◆ **YOUR OBJECTIVE**
For each line below with the word "upstream", write out a copy.

***** INPUT RECORDS

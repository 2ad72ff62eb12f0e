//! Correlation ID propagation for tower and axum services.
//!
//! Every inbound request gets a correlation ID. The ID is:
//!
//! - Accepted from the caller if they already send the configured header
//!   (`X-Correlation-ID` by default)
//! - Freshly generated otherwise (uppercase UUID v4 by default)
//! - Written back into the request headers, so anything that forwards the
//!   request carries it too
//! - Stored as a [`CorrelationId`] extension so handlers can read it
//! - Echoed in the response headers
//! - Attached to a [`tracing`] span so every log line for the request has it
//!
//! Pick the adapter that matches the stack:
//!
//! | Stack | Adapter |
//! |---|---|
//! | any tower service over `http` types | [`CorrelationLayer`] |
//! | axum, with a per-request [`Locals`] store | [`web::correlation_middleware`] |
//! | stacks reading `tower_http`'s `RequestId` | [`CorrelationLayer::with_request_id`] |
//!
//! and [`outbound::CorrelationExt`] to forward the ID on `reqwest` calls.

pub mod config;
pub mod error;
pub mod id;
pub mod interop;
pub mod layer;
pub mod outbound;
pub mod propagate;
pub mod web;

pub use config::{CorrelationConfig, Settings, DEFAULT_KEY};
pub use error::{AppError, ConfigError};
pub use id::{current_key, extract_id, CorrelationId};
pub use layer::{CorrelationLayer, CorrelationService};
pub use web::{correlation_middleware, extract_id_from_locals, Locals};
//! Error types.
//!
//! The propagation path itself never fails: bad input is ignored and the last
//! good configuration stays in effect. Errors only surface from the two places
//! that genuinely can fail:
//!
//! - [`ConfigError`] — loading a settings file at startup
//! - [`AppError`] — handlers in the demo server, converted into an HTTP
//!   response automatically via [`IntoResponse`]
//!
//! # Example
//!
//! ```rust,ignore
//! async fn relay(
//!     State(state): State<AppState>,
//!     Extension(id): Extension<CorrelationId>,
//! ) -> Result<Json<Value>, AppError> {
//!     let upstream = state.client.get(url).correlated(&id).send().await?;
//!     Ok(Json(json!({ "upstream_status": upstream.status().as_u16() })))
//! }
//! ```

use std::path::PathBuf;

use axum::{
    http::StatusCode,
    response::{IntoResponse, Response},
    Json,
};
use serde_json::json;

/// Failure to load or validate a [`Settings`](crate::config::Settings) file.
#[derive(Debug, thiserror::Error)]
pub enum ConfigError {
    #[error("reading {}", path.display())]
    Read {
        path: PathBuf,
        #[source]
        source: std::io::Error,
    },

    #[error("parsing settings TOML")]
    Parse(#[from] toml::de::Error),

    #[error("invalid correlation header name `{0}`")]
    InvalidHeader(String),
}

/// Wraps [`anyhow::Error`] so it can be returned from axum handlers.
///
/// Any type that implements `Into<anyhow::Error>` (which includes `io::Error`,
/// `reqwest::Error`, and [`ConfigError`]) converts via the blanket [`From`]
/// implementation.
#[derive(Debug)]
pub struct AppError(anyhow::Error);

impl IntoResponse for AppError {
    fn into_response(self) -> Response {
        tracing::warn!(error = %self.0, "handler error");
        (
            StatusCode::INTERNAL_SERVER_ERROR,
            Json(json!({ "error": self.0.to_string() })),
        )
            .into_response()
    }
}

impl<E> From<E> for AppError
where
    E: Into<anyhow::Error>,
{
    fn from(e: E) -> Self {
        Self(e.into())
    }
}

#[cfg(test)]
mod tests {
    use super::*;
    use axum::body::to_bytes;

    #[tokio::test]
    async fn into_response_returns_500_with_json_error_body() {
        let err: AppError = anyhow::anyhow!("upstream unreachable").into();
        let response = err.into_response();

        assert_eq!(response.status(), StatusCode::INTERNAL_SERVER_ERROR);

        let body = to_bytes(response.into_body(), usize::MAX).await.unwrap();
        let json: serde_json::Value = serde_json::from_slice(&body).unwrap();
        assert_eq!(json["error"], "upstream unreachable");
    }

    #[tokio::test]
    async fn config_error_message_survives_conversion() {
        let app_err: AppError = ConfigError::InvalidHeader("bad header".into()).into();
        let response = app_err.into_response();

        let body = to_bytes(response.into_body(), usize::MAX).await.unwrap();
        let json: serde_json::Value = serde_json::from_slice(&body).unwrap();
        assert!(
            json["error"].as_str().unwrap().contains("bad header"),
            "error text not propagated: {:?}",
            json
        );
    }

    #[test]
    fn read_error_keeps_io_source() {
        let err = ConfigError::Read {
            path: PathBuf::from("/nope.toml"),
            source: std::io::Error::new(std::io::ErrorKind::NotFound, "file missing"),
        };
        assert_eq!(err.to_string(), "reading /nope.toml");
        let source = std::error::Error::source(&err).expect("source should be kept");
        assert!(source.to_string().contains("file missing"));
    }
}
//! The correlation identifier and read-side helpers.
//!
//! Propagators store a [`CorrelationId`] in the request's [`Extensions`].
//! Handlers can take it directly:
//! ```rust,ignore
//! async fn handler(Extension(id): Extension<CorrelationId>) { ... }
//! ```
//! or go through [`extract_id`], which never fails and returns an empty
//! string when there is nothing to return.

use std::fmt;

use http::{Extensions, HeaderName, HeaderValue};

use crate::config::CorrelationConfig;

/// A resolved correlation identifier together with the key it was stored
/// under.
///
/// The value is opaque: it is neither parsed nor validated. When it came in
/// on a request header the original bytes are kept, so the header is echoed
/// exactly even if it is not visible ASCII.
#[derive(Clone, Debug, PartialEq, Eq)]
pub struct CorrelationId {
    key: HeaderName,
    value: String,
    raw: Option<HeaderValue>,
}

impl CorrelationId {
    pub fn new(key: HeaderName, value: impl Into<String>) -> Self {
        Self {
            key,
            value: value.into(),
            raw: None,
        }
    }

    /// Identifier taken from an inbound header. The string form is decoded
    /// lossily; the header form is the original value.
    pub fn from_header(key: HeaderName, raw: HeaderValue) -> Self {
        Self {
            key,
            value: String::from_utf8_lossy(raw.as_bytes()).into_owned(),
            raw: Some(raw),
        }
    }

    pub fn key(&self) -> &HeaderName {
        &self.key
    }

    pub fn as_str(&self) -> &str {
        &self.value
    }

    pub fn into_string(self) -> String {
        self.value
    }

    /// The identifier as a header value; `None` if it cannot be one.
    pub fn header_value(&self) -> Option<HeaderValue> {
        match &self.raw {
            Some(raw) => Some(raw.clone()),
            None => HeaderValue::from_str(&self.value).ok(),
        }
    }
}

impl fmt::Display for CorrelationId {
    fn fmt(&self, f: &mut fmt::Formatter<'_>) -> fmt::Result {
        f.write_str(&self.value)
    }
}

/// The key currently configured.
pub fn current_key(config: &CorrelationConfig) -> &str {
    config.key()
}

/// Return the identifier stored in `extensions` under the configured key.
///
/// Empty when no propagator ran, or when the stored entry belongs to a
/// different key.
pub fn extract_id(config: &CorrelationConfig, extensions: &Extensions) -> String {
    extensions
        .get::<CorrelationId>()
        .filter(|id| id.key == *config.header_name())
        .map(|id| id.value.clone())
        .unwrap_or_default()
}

**********
***** INPUT RECORDS

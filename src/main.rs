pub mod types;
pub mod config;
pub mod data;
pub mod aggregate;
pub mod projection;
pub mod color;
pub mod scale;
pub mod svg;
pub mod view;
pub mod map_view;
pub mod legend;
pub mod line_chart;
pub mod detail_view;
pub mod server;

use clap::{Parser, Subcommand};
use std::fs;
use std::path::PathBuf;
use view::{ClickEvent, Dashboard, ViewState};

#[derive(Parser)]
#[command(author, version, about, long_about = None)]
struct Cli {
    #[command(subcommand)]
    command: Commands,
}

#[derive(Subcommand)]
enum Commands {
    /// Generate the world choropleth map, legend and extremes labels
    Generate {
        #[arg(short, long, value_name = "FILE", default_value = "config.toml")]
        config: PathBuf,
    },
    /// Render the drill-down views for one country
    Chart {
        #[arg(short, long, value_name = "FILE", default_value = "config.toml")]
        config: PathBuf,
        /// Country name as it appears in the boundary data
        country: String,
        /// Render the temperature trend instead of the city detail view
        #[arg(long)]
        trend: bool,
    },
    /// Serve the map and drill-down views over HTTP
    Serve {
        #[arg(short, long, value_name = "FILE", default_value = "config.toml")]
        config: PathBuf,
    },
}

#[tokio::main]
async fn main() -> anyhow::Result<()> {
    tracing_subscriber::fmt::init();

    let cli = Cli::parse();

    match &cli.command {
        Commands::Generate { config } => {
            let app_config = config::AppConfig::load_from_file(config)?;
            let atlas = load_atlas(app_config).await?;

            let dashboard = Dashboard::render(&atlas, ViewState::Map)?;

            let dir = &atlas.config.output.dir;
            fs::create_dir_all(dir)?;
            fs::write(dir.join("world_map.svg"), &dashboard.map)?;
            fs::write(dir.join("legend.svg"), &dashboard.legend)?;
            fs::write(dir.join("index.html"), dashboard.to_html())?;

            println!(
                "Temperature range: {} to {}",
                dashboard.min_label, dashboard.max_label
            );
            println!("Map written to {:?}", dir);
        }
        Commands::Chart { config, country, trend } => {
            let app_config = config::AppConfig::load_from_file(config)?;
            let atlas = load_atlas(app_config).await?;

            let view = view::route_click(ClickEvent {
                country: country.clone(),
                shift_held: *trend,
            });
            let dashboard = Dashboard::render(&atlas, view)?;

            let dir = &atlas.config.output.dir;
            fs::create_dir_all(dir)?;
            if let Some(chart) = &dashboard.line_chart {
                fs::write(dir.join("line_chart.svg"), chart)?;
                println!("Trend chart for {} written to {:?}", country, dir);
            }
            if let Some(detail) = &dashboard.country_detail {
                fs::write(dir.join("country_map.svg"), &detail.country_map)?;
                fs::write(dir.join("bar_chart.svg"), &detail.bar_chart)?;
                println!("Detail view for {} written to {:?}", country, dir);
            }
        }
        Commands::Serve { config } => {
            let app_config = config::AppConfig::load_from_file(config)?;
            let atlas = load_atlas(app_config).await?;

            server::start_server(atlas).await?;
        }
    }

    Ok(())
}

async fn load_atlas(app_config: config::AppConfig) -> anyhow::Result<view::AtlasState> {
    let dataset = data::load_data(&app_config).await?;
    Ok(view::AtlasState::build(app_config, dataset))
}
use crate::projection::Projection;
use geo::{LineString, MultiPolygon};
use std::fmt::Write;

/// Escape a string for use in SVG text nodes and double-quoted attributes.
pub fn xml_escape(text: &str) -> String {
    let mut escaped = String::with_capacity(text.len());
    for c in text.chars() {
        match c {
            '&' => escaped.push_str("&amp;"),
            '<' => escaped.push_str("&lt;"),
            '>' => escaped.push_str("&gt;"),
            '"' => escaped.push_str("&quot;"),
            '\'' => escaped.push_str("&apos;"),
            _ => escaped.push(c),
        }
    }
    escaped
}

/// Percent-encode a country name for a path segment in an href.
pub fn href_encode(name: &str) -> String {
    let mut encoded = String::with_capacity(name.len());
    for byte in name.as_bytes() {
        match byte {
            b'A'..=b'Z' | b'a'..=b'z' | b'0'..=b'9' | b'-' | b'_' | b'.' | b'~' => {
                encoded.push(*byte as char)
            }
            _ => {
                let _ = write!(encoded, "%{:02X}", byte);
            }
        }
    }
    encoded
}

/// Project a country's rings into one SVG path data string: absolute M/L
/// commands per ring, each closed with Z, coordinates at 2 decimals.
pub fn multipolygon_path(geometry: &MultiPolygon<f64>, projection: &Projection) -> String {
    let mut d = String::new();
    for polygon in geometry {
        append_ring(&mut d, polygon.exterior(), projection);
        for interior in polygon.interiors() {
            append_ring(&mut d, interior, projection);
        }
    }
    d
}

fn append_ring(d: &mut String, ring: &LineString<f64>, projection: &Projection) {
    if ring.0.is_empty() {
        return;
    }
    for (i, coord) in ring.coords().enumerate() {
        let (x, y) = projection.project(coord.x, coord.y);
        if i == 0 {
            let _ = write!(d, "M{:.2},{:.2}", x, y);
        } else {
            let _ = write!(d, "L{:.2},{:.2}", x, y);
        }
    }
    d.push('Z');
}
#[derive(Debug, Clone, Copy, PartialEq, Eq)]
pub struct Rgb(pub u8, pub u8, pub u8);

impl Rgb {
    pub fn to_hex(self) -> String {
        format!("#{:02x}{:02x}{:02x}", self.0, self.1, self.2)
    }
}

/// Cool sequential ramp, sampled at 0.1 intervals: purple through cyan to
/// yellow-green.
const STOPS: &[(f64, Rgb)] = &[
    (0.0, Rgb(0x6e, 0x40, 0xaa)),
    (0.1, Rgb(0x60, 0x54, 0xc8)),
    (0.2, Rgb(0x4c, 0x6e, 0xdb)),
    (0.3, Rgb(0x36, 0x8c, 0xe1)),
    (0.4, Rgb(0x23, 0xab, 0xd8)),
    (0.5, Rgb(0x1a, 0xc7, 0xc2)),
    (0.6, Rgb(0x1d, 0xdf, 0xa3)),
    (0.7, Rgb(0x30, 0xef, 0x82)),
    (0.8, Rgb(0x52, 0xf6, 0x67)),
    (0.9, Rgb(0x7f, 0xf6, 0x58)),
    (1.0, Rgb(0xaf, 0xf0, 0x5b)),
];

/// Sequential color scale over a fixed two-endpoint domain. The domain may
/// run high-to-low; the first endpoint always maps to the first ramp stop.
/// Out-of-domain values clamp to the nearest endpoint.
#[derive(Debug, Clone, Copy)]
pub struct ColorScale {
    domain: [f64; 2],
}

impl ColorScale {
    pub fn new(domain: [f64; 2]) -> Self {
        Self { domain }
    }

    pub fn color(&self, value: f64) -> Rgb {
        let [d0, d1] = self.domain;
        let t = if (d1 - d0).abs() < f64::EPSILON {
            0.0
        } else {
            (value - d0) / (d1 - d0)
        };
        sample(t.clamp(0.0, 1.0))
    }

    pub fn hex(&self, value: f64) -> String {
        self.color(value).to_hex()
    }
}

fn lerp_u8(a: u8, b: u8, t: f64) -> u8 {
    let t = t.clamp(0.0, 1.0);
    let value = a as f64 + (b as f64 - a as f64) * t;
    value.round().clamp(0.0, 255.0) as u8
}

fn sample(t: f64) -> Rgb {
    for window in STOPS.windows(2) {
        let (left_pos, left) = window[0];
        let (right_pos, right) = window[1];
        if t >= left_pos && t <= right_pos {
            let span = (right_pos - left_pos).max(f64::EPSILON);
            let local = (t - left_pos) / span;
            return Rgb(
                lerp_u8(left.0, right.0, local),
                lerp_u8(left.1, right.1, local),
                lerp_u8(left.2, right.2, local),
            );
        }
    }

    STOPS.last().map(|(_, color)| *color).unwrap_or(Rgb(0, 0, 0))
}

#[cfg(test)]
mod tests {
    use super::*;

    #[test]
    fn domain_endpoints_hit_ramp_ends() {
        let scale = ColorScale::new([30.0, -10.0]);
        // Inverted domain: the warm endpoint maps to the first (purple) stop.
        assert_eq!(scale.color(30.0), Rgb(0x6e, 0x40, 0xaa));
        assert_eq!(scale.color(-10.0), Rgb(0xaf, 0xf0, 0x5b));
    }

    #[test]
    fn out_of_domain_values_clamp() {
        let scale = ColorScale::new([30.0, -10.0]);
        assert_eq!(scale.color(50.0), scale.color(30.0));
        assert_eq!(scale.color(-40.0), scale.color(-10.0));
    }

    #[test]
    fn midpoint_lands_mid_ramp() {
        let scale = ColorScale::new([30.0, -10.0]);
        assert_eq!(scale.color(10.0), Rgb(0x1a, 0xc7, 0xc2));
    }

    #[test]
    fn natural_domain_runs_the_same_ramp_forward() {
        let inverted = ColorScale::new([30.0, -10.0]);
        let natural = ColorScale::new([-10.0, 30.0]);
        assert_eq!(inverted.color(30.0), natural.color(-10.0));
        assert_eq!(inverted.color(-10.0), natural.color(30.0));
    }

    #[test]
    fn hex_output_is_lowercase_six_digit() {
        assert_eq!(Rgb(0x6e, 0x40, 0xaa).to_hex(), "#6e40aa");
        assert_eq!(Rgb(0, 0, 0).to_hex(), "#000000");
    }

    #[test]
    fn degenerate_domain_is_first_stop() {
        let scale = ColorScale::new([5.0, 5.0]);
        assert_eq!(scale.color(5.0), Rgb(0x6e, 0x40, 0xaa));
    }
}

**********

◆ **YOUR SOLUTION**
//!     let upstream = state.client.get(url).correlated(&id).send().await?;
//!     Ok(Json(json!({ "upstream_status": upstream.status().as_u16() })))
        let err: AppError = anyhow::anyhow!("upstream unreachable").into();
        assert_eq!(json["error"], "upstream unreachable");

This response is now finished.